April 25, 2024

The Media Equation: Rules for the New Ways of Watching

Yes, competition is storming out of every device and connection, and consumers have choices and leverage they never dreamed of. But network television continues to waltz along, attracting advertisers in big numbers. Cable had a great year, and media octopuses like Time Warner and News Corporation continue to find plenty of profits. Big media companies still rely on huge well-entrenched assets that include brands, distribution and capital.

But even if the sky is still aloft, there are visible, portentous cracks appearing. The inertia that has kept consumers from bolting from traditional content providers is beginning to erode as a new generation remakes media in its own image. Device companies and search outfits are intent on manufacturing their own content. And the migration of movies, music and video to the cloud could change the weather in a hurry.

Even as some of the old truisms in media still obtain — content wears the crown and strong brands break through clutter — a few new rules are taking shape.

A SCREEN IS A SCREEN Steve Jobs taught us a bunch before he exited, but one of his most current lessons could be the one with the most far-reaching implications. Content has a price tag, which is reassuring, but the old dividing lines between television, radio, Web and print disappear within the four corners of a tablet. That means, for instance, that CNBC and The Wall Street Journal are not in different businesses anymore, and in fact The Journal is adding hours of live video with each passing month. The BBC and Al Jazeera are no longer regional curios, they’re here. Every cable channel with two nickels and more than a few digital enterprises are financing the kind of narrative television that used to be available only at a certain time on a certain network.

NEW NETWORKS EVERY DAY On Christmas Day, a lot of people will take the ribbon off a Web-enabled flat-screen television, and now the fight for real estate on all those enhanced television screens will be fast and furious. Cable providers will try to keep people from downloading the products of insurgent Web “broadcasters,” but they can’t stop what’s coming.
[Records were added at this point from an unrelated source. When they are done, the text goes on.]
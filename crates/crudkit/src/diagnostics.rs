//! In-memory capture of `tracing` output.
//!
//! [`CaptureLayer`] records every event into a [`LogBuffer`] that an
//! embedding application (or a test) can drain at its own pace. The buffer
//! has its own mutex and is capped, so a burst of logs never grows without
//! bound.

use std::fmt;
use std::sync::{Arc, Mutex};

use chrono::{DateTime, Utc};
use tracing::Subscriber;
use tracing_subscriber::layer::{Context, Layer};
use tracing_subscriber::registry::LookupSpan;

/// Lines kept before trimming.
pub const MAX_LOG_LINES: usize = 2000;
/// Trim to this many when the cap is exceeded.
pub const LOG_TRIM_TO: usize = 1200;

/// Log severity level (mirrors tracing levels).
#[derive(Clone, Copy, Debug, PartialEq, Eq, PartialOrd, Ord)]
pub enum LogLevel {
    Trace,
    Debug,
    Info,
    Warn,
    Error,
}

impl LogLevel {
    /// Short fixed-width label for display.
    pub fn label(self) -> &'static str {
        match self {
            Self::Trace => "TRACE",
            Self::Debug => "DEBUG",
            Self::Info => "INFO ",
            Self::Warn => "WARN ",
            Self::Error => "ERROR",
        }
    }
}

impl From<tracing::Level> for LogLevel {
    fn from(level: tracing::Level) -> Self {
        match level {
            tracing::Level::TRACE => LogLevel::Trace,
            tracing::Level::DEBUG => LogLevel::Debug,
            tracing::Level::INFO => LogLevel::Info,
            tracing::Level::WARN => LogLevel::Warn,
            tracing::Level::ERROR => LogLevel::Error,
        }
    }
}

/// One captured log event.
#[derive(Clone, Debug)]
pub struct LogLine {
    pub time: DateTime<Utc>,
    pub level: LogLevel,
    pub target: String,
    pub message: String,
}

impl fmt::Display for LogLine {
    fn fmt(&self, f: &mut fmt::Formatter<'_>) -> fmt::Result {
        write!(
            f,
            "{} {} {}: {}",
            self.time.format("%H:%M:%S%.3f"),
            self.level.label(),
            self.target,
            self.message
        )
    }
}

/// A shared buffer of captured log lines.
#[derive(Clone, Default)]
pub struct LogBuffer(Arc<Mutex<Vec<LogLine>>>);

impl LogBuffer {
    /// Drain all pending lines.
    pub fn drain(&self) -> Vec<LogLine> {
        let mut buf = self.0.lock().unwrap_or_else(|e| e.into_inner());
        std::mem::take(&mut *buf)
    }

    /// Copy of the pending lines, leaving them in place.
    pub fn snapshot(&self) -> Vec<LogLine> {
        self.0.lock().unwrap_or_else(|e| e.into_inner()).clone()
    }

    /// Whether any pending line at `level` or above contains `needle`.
    pub fn contains(&self, level: LogLevel, needle: &str) -> bool {
        self.0
            .lock()
            .unwrap_or_else(|e| e.into_inner())
            .iter()
            .any(|line| line.level >= level && line.message.contains(needle))
    }

    fn push(&self, line: LogLine) {
        if let Ok(mut buf) = self.0.lock() {
            buf.push(line);
            if buf.len() > MAX_LOG_LINES {
                let trim_to = buf.len() - LOG_TRIM_TO;
                buf.drain(..trim_to);
            }
        }
    }
}

/// A [`tracing_subscriber::Layer`] that captures events into a [`LogBuffer`].
///
/// ```
/// use crudkit::diagnostics::CaptureLayer;
/// use tracing_subscriber::layer::SubscriberExt;
///
/// let (layer, buffer) = CaptureLayer::new();
/// let subscriber = tracing_subscriber::registry().with(layer);
/// tracing::subscriber::with_default(subscriber, || tracing::warn!("slow response"));
/// assert_eq!(buffer.drain().len(), 1);
/// ```
pub struct CaptureLayer {
    buffer: LogBuffer,
}

impl CaptureLayer {
    /// Create a layer and the buffer it writes to.
    pub fn new() -> (Self, LogBuffer) {
        let buffer = LogBuffer::default();
        (
            Self {
                buffer: buffer.clone(),
            },
            buffer,
        )
    }
}

impl<S: Subscriber + for<'a> LookupSpan<'a>> Layer<S> for CaptureLayer {
    fn on_event(&self, event: &tracing::Event<'_>, _ctx: Context<'_, S>) {
        let mut visitor = MessageVisitor::default();
        event.record(&mut visitor);

        let mut message = visitor.message;
        if !visitor.fields.is_empty() {
            let extras: Vec<String> = visitor
                .fields
                .iter()
                .map(|(k, v)| format!("{k}={v}"))
                .collect();
            if message.is_empty() {
                message = extras.join(" ");
            } else {
                message = format!("{message} {{{}}}", extras.join(", "));
            }
        }

        let metadata = event.metadata();
        self.buffer.push(LogLine {
            time: Utc::now(),
            level: (*metadata.level()).into(),
            target: metadata.target().to_string(),
            message,
        });
    }
}

/// Extracts the message and extra fields from an event.
#[derive(Default)]
struct MessageVisitor {
    message: String,
    fields: Vec<(String, String)>,
}

impl tracing::field::Visit for MessageVisitor {
    fn record_debug(&mut self, field: &tracing::field::Field, value: &dyn fmt::Debug) {
        let raw = format!("{value:?}");
        if field.name() == "message" {
            self.message = raw;
        } else {
            self.fields.push((field.name().to_string(), raw));
        }
    }

    fn record_str(&mut self, field: &tracing::field::Field, value: &str) {
        if field.name() == "message" {
            self.message = value.to_string();
        } else {
            self.fields
                .push((field.name().to_string(), value.to_string()));
        }
    }
}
They will have to win by providing value that trumps the now-infinite channel universe of the Web. The $27 billion that traditional media just paid to the National Football League is a hedge, not an answer. So-called virtual operators — Netflix, Hulu, Amazon, Google and Apple — have none of the legacy or infrastructure costs. Google has unleashed $100 million to seed new programming on YouTube, and Netflix is financing a series by the director David Fincher. That gaming device your children are playing with? That too is a network in the making. Traditional networks and cable providers have the content, but if they hold on too tight, they will miss out on vast new avenues of distribution and revenue.
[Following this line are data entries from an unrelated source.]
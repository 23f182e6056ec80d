//! The generic CRUD dispatcher.
//!
//! [`CrudClient`] drives every call through the same pipeline:
//!
//! 1. contract checks (body-carrying operations need a body, a request is
//!    dispatched at most once);
//! 2. client defaults, then [`auto_params::apply`](crate::auto_params::apply);
//! 3. [`RouteBuilder::build`] and endpoint assignment;
//! 4. transport with bounded retry ([`run_with_retry`]);
//! 5. the `Completed` event, then [`resolver::resolve`].
//!
//! Streaming calls share steps 1 to 3, retry only the connection, and hand
//! the byte flushes to an [`SseEngine`].
//!
//! [`SafeClient`] wraps a client so no call ever propagates a failure.

pub mod events;
pub mod facade;
pub mod payload;
pub mod provider_error;
pub mod resolver;

use std::sync::Arc;

use serde::de::DeserializeOwned;
use tokio::sync::mpsc;
use tokio::task::JoinHandle;
use tokio_util::sync::CancellationToken;
use tracing::{debug, trace};

use crate::api::retry::RetryNotice;
use crate::api::streaming::{pump_bytes, pump_sse};
use crate::api::transport::execute_checked;
use crate::api::{
    CallContext, HttpRequest, HttpResponse, ReqwestTransport, RetryPolicy, SseEngine, StreamChunk,
    StreamEvent, StreamResponse, StreamState, Transport, run_with_retry,
};
use crate::auto_params;
use crate::config::ClientConfiguration;
use crate::error::{ClientError, ClientResult, TransportError};
use crate::request::Request;
use crate::routing::{Operation, PathParam, RouteBuilder, RouteTable};

pub use events::{
    ClientEvent, CompositeEventHandler, EventHandler, FnEventHandler, LoggingHandler, NoopHandler,
};
pub use facade::{
    ClientFault, FaultHandler, FnFaultHandler, LoggingFaultHandler, SafeClient, SafeEventChannel,
};
pub use payload::{DeleteResponse, DeletionStatus, ListResponse};
pub use provider_error::{DefaultErrorParser, ErrorParser, extract_embedded_error};
pub use resolver::{RawOutcome, resolve};

/// Generic client for one provider API.
///
/// Cheap to clone: configuration, transport, and handlers are shared.
#[derive(Clone)]
pub struct CrudClient {
    config: Arc<ClientConfiguration>,
    transport: Arc<dyn Transport>,
    error_parser: Arc<dyn ErrorParser>,
    events: Arc<dyn EventHandler>,
}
THE REMOTE AS BRICK The iPad is a screen on your lap that makes it easy to navigate toward a completely personal experience. That screen on your living room wall is going to have to perform the same way to remain relevant. As it has in many other areas of technology, the smartphone will point the way. Our phones — and now tablets — are always on and poised for action. When I switched from the first iPad, which took a few seconds to boot, to the iPad2, which stands ready for duty every time I lift its cover, my use more than doubled. I expect that other devices will greet me in similar fashion. Navigating is as easy as a swipe of the finger or, in the case of the new iPhone, a verbal request to Siri. As for your remote control, well, using it is a little like hitting your television with a stick until it finally delivers what you want. If things go as they should, we will spend less time looking under the couch for the remote and more time telling our television to get us the seventh episode of the second season of “Boardwalk Empire.” And our media identity is becoming ubiquitous, and transportable: some day, I should be able to walk into a hotel in Kansas, tell the television who I am and find everything I have bought and paid for there for the consuming.
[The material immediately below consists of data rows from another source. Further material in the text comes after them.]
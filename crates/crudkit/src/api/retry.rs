//! Bounded retry with exponential backoff.
//!
//! Retries transport-classified failures (connection, protocol, data
//! processing, timeouts, HTTP 429/5xx) up to the request's attempt budget.
//! The first backoff is `max(retry_delay, 2s)` and doubles after each failed
//! attempt. There is no jitter and no cap. Every wait and every in-flight
//! attempt races the request's cancellation token.

use std::future::Future;
use std::time::Duration;

use tokio_util::sync::CancellationToken;
use tracing::{debug, warn};

use crate::error::{ClientError, ClientResult, TransportError};
use crate::request::Request;

/// Floor for the first backoff delay.
pub const MIN_RETRY_DELAY: Duration = Duration::from_secs(2);

/// Retry budget and backoff for one logical call.
#[derive(Debug, Clone, PartialEq, Eq)]
pub struct RetryPolicy {
    /// Maximum physical attempts (values below 1 are treated as 1).
    pub max_attempts: u32,
    /// Requested initial delay before the floor is applied.
    pub initial_delay: Duration,
}

impl Default for RetryPolicy {
    fn default() -> Self {
        Self {
            max_attempts: crate::config::DEFAULT_RETRY_COUNT,
            initial_delay: MIN_RETRY_DELAY,
        }
    }
}

impl RetryPolicy {
    pub fn new(max_attempts: u32, initial_delay: Duration) -> Self {
        Self {
            max_attempts,
            initial_delay,
        }
    }

    /// Policy taken from a request's retry count and delay.
    pub fn for_request(request: &Request) -> Self {
        Self::new(request.retry_count(), request.retry_delay())
    }

    /// Delay after the given failed attempt (0-indexed).
    pub fn delay_for_attempt(&self, attempt: u32) -> Duration {
        let base = self.initial_delay.max(MIN_RETRY_DELAY);
        let factor = 1u32.checked_shl(attempt).unwrap_or(u32::MAX);
        base.saturating_mul(factor)
    }

    pub fn attempts(&self) -> u32 {
        self.max_attempts.max(1)
    }
}

/// A retry about to be scheduled.
#[derive(Debug)]
pub struct RetryNotice<'a> {
    /// The attempt that just failed (1-based).
    pub attempt: u32,
    pub max_attempts: u32,
    pub delay: Duration,
    pub error: &'a TransportError,
}

/// Run `attempt` until it succeeds, fails terminally, runs out of
/// attempts, or `cancel` fires.
///
/// Returns the value and the number of physical attempts used.
///
/// # Errors
///
/// [`ClientError::Cancelled`] on cancellation, otherwise
/// [`ClientError::RequestFailed`] carrying the last transport failure.
pub async fn run_with_retry<T, F, Fut>(
    policy: &RetryPolicy,
    cancel: &CancellationToken,
    mut on_retry: impl FnMut(&RetryNotice<'_>),
    mut attempt: F,
) -> ClientResult<(T, u32)>
where
    F: FnMut() -> Fut,
    Fut: Future<Output = Result<T, TransportError>>,
{
    let max_attempts = policy.attempts();
    let mut number = 0;

    loop {
        number += 1;
        let outcome = tokio::select! {
            biased;
            _ = cancel.cancelled() => return Err(ClientError::Cancelled),
            outcome = attempt() => outcome,
        };

        let error = match outcome {
            Ok(value) => {
                if number > 1 {
                    debug!("Succeeded on attempt {number}/{max_attempts}");
                }
                return Ok((value, number));
            }
            Err(TransportError::Cancelled) => return Err(ClientError::Cancelled),
            Err(error) => error,
        };

        if !error.is_retryable() || number >= max_attempts {
            return Err(ClientError::RequestFailed {
                attempts: number,
                source: error,
            });
        }

        let delay = policy.delay_for_attempt(number - 1);
        warn!(
            "Attempt {number}/{max_attempts} failed: {error}. Retrying in {:.1}s",
            delay.as_secs_f64()
        );
        on_retry(&RetryNotice {
            attempt: number,
            max_attempts,
            delay,
            error: &error,
        });

        tokio::select! {
            biased;
            _ = cancel.cancelled() => return Err(ClientError::Cancelled),
            _ = tokio::time::sleep(delay) => {}
        }
    }
}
CELEBRITY AS COMMODITY The multiplatform and infinite-channel universe can manufacture its own celebrities. Is Scott Pelley a more important asset than Kim Kardashian? You may not know who Rebecca Black is, but 14 million YouTube users do and have spun her ridiculous music video “Friday” to laugh at or with her. Oprah Winfrey, the celebrity with the golden touch, got clobbered when she started her own network. Anderson Cooper felt compelled to do a daytime show to diversify his bets. Keith Olbermann and Charlie Sheen thought their audiences were a movable feast, but big chunks of their followers stayed put to watch Rachel Maddow and Ashton Kutcher in their slots.